* **YOUR TASK**
Across the listing below, count the lines with "compose" in them. Write nothing but the number.

* **GIVEN DATA**
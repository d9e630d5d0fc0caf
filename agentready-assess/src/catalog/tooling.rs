use crate::assessor::{Assessor, Probe, list_dir, percent, read_text};
use agentready_types::{Attribute, Completion, Finding, Remediation, Repository, Tier};
use camino::Utf8Path;
use regex::Regex;
use std::io::ErrorKind;
use std::process::Command;
use std::sync::LazyLock;
use tracing::debug;

const COMMIT_SAMPLE: usize = 20;
const CONVENTIONAL_PASS_RATIO: f64 = 0.8;

static CONVENTIONAL_RE: LazyLock<Option<Regex>> = LazyLock::new(|| {
    Regex::new(
        r"^(feat|fix|docs|style|refactor|perf|test|build|ci|chore|revert)(\([\w\-./ ]+\))?!?: \S",
    )
    .ok()
});

pub fn is_conventional_subject(subject: &str) -> bool {
    CONVENTIONAL_RE
        .as_ref()
        .is_some_and(|re| re.is_match(subject.trim()))
}

pub struct PreCommitHooksAssessor {
    attribute: Attribute,
}

impl PreCommitHooksAssessor {
    pub fn new() -> Self {
        Self {
            attribute: Attribute::new(
                "pre_commit_hooks",
                "Pre-commit Hooks",
                "code_quality",
                Tier::Critical,
            )
            .describe(
                "Automated formatting and lint checks before each commit",
                ".pre-commit-config.yaml with at least one hook repository",
            ),
        }
    }

    fn remediation() -> Remediation {
        Remediation::new("Configure pre-commit hooks")
            .step("Add .pre-commit-config.yaml with formatter and linter hooks")
            .command("pre-commit install")
            .tool("pre-commit")
    }
}

impl Default for PreCommitHooksAssessor {
    fn default() -> Self {
        Self::new()
    }
}

impl Assessor for PreCommitHooksAssessor {
    fn attribute(&self) -> &Attribute {
        &self.attribute
    }

    fn assess(&self, repo: &Repository) -> Finding {
        let content = match read_text(&repo.root, ".pre-commit-config.yaml") {
            Probe::Found(c) => c,
            Probe::Missing => {
                return Finding::fail(&self.attribute, Self::remediation())
                    .measured("missing", "configured")
                    .evidence(".pre-commit-config.yaml not found");
            }
            Probe::Failed(e) => {
                return Finding::error(
                    &self.attribute,
                    format!("could not read .pre-commit-config.yaml: {e}"),
                );
            }
        };

        let doc: serde_yaml::Value = match serde_yaml::from_str(&content) {
            Ok(v) => v,
            Err(e) => {
                return Finding::partial(&self.attribute, Completion::saturating(0.25), Self::remediation())
                    .measured("invalid", "configured")
                    .evidence(format!(".pre-commit-config.yaml is not valid YAML: {e}"));
            }
        };
        let repos = doc
            .get("repos")
            .and_then(serde_yaml::Value::as_sequence)
            .map_or(0, Vec::len);

        if repos == 0 {
            return Finding::partial(&self.attribute, Completion::saturating(0.5), Self::remediation())
                .measured("0 hook repositories", ">=1 hook repository")
                .evidence(".pre-commit-config.yaml has no hook repositories");
        }
        Finding::pass(&self.attribute)
            .measured(format!("{repos} hook repositories"), ">=1 hook repository")
            .evidence(".pre-commit-config.yaml found")
    }
}

const CI_FILES: &[&str] = &[
    ".gitlab-ci.yml",
    ".circleci/config.yml",
    "azure-pipelines.yml",
    "Jenkinsfile",
];

pub struct CiConfigurationAssessor {
    attribute: Attribute,
}

impl CiConfigurationAssessor {
    pub fn new() -> Self {
        Self {
            attribute: Attribute::new(
                "ci_configuration",
                "Continuous Integration",
                "testing",
                Tier::Important,
            )
            .describe(
                "Changes are verified automatically on every push",
                "A CI pipeline definition (GitHub Actions, GitLab CI, CircleCI, ...)",
            ),
        }
    }

    fn workflows(root: &Utf8Path) -> anyhow::Result<Vec<String>> {
        let base = glob::Pattern::escape(root.as_str());
        let mut out = Vec::new();
        for ext in ["yml", "yaml"] {
            let pattern = format!("{base}/.github/workflows/*.{ext}");
            for entry in glob::glob(&pattern)? {
                let path = entry?;
                if let Some(name) = path.file_name().and_then(|n| n.to_str()) {
                    out.push(format!(".github/workflows/{name}"));
                }
            }
        }
        out.sort();
        Ok(out)
    }
}

impl Default for CiConfigurationAssessor {
    fn default() -> Self {
        Self::new()
    }
}

impl Assessor for CiConfigurationAssessor {
    fn attribute(&self) -> &Attribute {
        &self.attribute
    }

    fn assess(&self, repo: &Repository) -> Finding {
        let mut found = match Self::workflows(&repo.root) {
            Ok(w) => w,
            Err(e) => {
                return Finding::error(&self.attribute, format!("could not list CI workflows: {e}"));
            }
        };
        for file in CI_FILES {
            match read_text(&repo.root, file) {
                Probe::Found(_) => found.push((*file).to_string()),
                Probe::Missing => {}
                Probe::Failed(e) => {
                    return Finding::error(&self.attribute, format!("could not read {file}: {e}"));
                }
            }
        }

        if found.is_empty() {
            return Finding::fail(
                &self.attribute,
                Remediation::new("Add a CI pipeline")
                    .step("Create .github/workflows/ci.yml running build and tests")
                    .tool("GitHub Actions"),
            )
            .measured("none", "at least one pipeline")
            .evidence("No CI configuration found");
        }

        let mut finding = Finding::pass(&self.attribute)
            .measured(format!("{} pipeline files", found.len()), "at least one pipeline");
        for f in found {
            finding = finding.evidence(format!("CI config: {f}"));
        }
        finding
    }
}

pub struct ConventionalCommitsAssessor {
    attribute: Attribute,
}

impl ConventionalCommitsAssessor {
    pub fn new() -> Self {
        Self {
            attribute: Attribute::new(
                "conventional_commits",
                "Conventional Commits",
                "git_and_version_control",
                Tier::Important,
            )
            .describe(
                "Structured commit messages agents can parse and produce",
                ">=80% of the last 20 commit subjects follow Conventional Commits",
            ),
        }
    }
}

impl Default for ConventionalCommitsAssessor {
    fn default() -> Self {
        Self::new()
    }
}

impl Assessor for ConventionalCommitsAssessor {
    fn attribute(&self) -> &Attribute {
        &self.attribute
    }

    fn is_applicable(&self, repo: &Repository) -> bool {
        repo.is_git_repo()
    }

    fn assess(&self, repo: &Repository) -> Finding {
        let output = Command::new("git")
            .arg("-C")
            .arg(repo.root.as_str())
            .args(["log", "-n", &COMMIT_SAMPLE.to_string(), "--format=%s"])
            .output();
        let output = match output {
            Ok(o) => o,
            Err(e) if e.kind() == ErrorKind::NotFound => {
                return Finding::skipped(&self.attribute, "git executable not available");
            }
            Err(e) => {
                return Finding::error(&self.attribute, format!("could not run git log: {e}"));
            }
        };
        if !output.status.success() {
            let stderr = String::from_utf8_lossy(&output.stderr);
            debug!(root = %repo.root, stderr = %stderr.trim(), "git log failed");
            return Finding::not_applicable(&self.attribute, "no readable commit history");
        }

        let stdout = String::from_utf8_lossy(&output.stdout);
        let subjects: Vec<&str> = stdout.lines().filter(|l| !l.trim().is_empty()).collect();
        if subjects.is_empty() {
            return Finding::not_applicable(&self.attribute, "no commits yet");
        }

        let conventional = subjects.iter().filter(|s| is_conventional_subject(s)).count();
        let ratio = Completion::ratio(conventional, subjects.len());
        let remediation = Remediation::new("Adopt Conventional Commits")
            .step("Prefix commit subjects with a type such as feat:, fix:, docs:")
            .tool("commitlint");

        let finding = if ratio.value() >= CONVENTIONAL_PASS_RATIO {
            Finding::pass(&self.attribute)
        } else if conventional == 0 {
            Finding::fail(&self.attribute, remediation)
        } else {
            Finding::partial(&self.attribute, ratio, remediation)
        };
        finding.measured(percent(ratio.value()), ">=80%").evidence(format!(
            "{conventional}/{} recent commits follow the convention",
            subjects.len()
        ))
    }
}

pub struct IssueTemplatesAssessor {
    attribute: Attribute,
}

impl IssueTemplatesAssessor {
    pub fn new() -> Self {
        Self {
            attribute: Attribute::new(
                "issue_templates",
                "Issue & PR Templates",
                "repository_structure",
                Tier::Advanced,
            )
            .describe(
                "Structured issue and pull request descriptions",
                ".github/ISSUE_TEMPLATE/ with a template and a pull request template",
            ),
        }
    }
}

impl Default for IssueTemplatesAssessor {
    fn default() -> Self {
        Self::new()
    }
}

impl Assessor for IssueTemplatesAssessor {
    fn attribute(&self) -> &Attribute {
        &self.attribute
    }

    fn assess(&self, repo: &Repository) -> Finding {
        let issue_templates = match list_dir(&repo.root, ".github/ISSUE_TEMPLATE") {
            Probe::Found(entries) => entries.iter().filter(|e| !e.is_dir).count(),
            Probe::Missing => 0,
            Probe::Failed(e) => {
                return Finding::error(&self.attribute, format!("could not list issue templates: {e}"));
            }
        };
        let pr_template = match read_text(&repo.root, ".github/pull_request_template.md") {
            Probe::Found(_) => true,
            Probe::Missing => false,
            Probe::Failed(e) => {
                return Finding::error(
                    &self.attribute,
                    format!("could not read pull request template: {e}"),
                );
            }
        };

        let mut remediation = Remediation::new("Add issue and pull request templates");
        if issue_templates == 0 {
            remediation = remediation.step("Add bug report and feature request templates under .github/ISSUE_TEMPLATE/");
        }
        if !pr_template {
            remediation = remediation.step("Add .github/pull_request_template.md");
        }

        let present = usize::from(issue_templates > 0) + usize::from(pr_template);
        let finding = match present {
            2 => Finding::pass(&self.attribute),
            1 => Finding::partial(&self.attribute, Completion::ratio(1, 2), remediation),
            _ => Finding::fail(&self.attribute, remediation),
        };
        finding
            .measured(format!("{issue_templates} issue templates"), ">=1 issue template")
            .evidence(format!("issue templates: {issue_templates}"))
            .evidence(format!(
                "pull request template: {}",
                if pr_template { "present" } else { "missing" }
            ))
    }
}

const CONTAINER_FILES: &[&str] = &[
    "Dockerfile",
    "Containerfile",
    "docker-compose.yml",
    "docker-compose.yaml",
    "compose.yml",
    "compose.yaml",
];

pub struct ContainerSetupAssessor {
    attribute: Attribute,
}

impl ContainerSetupAssessor {
    pub fn new() -> Self {
        Self {
            attribute: Attribute::new(
                "container_setup",
                "Container Setup",
                "build_and_development",
                Tier::Advanced,
            )
            .describe(
                "Reproducible development environment",
                "A Dockerfile, Containerfile, compose file or devcontainer definition",
            ),
        }
    }
}

impl Default for ContainerSetupAssessor {
    fn default() -> Self {
        Self::new()
    }
}

impl Assessor for ContainerSetupAssessor {
    fn attribute(&self) -> &Attribute {
        &self.attribute
    }

    fn is_applicable(&self, repo: &Repository) -> bool {
        !repo.languages.is_empty()
    }

    fn assess(&self, repo: &Repository) -> Finding {
        let root_files = match list_dir(&repo.root, "") {
            Probe::Found(entries) => entries,
            Probe::Missing => {
                return Finding::error(&self.attribute, format!("repository root {} vanished", repo.root));
            }
            Probe::Failed(e) => {
                return Finding::error(&self.attribute, format!("could not list repository root: {e}"));
            }
        };
        let mut found: Vec<String> = root_files
            .iter()
            .filter(|e| !e.is_dir && CONTAINER_FILES.contains(&e.name.as_str()))
            .map(|e| e.name.clone())
            .collect();
        match read_text(&repo.root, ".devcontainer/devcontainer.json") {
            Probe::Found(_) => found.push(".devcontainer/devcontainer.json".to_string()),
            Probe::Missing => {}
            Probe::Failed(e) => {
                return Finding::error(&self.attribute, format!("could not read devcontainer: {e}"));
            }
        }

        if found.is_empty() {
            return Finding::fail(
                &self.attribute,
                Remediation::new("Provide a container definition")
                    .step("Add a Dockerfile or .devcontainer/devcontainer.json")
                    .tool("docker"),
            )
            .measured("none", "container definition")
            .evidence("No container definition found");
        }
        Finding::pass(&self.attribute)
            .measured(found.join(", "), "container definition")
            .evidence(format!("container files: {}", found.join(", ")))
    }
}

* **RESULT**
5